I have written a program in c++ to output the number in the fibonacci sequence you tell it to. It works up until about the 47th number, after that it prints out completely different numbers, even negatives, and none of them have more than 9 or 10 individual integers. Here is the code
#include <iostream>
int a = 0;
int b = 1;
int c;
int var = 0;
int num;
void fibonacci()
{
using namespace std;
c = a;
a = a + b;
b = c;
var += 1;
}
void loop()
{
using namespace std;
for (int iii=0; iii<num; iii++)
fibonacci();
}
int main()
{
using namespace std;
cout << "What fibonacci number do you want to know? ";
cin >> num;
cin.get();
loop();
cout << "" << endl;
cout << c << endl;
cin.get();
a = 0;
b = 1;
var = 0;
return main();
}
Is there some sort of limit on how many characters c++ can print at once?
Increase your data type size/capacity from an
intto anunsigned longorunsigned long long.

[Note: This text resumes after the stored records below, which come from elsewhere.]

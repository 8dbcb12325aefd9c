//! Schema file path resolver
//!
//! Resolves `{app_schema.base_dir}/{directive}/{layer}/f_{layer}.schema.json`.

use crate::config::Config;
use crate::domain::ports::FileSystem;
use crate::domain::value_objects::{PathKind, PathResult};

use super::path_options::PathParams;
use super::path_support::{current_dir, resolve_base_dir, PathResolutionError};
use super::template_path::schema_relative_path;

#[derive(Debug, Clone)]
pub struct SchemaFilePathResolver<'a, F> {
    config: &'a Config,
    fs: F,
}

impl<'a, F: FileSystem> SchemaFilePathResolver<'a, F> {
    pub fn new(config: &'a Config, fs: F) -> Self {
        Self { config, fs }
    }

    pub fn resolve(&self, params: &PathParams<'_>) -> Result<PathResult, PathResolutionError> {
        let cwd = current_dir(&self.fs)?;
        let path = resolve_base_dir(self.config.schema_base_dir(), &cwd).join(
            schema_relative_path(params.directive.value(), params.layer.value()),
        );

        let exists = self.fs.exists(&path);
        if !exists {
            tracing::debug!(path = %path.display(), "schema file not found");
        }

        let kind = if path.is_absolute() {
            PathKind::Absolute
        } else {
            PathKind::Relative
        };
        Ok(PathResult::new(path, kind, exists))
    }
}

Each of these has a size which, when exceeded, creates a bit pattern which will create an almost certainly incorrect value. Also, since your number can never be negative, allowing part of the number’s size to be used for negative values (which is a bit) wastes the maximum number you can represent.Also, you should add a check to detect this case. If a value ever goes down in this algorithm, you have clearly exceeded the limits of your data type. At this point, print a polite error that you cannot calculate the number because it is too large.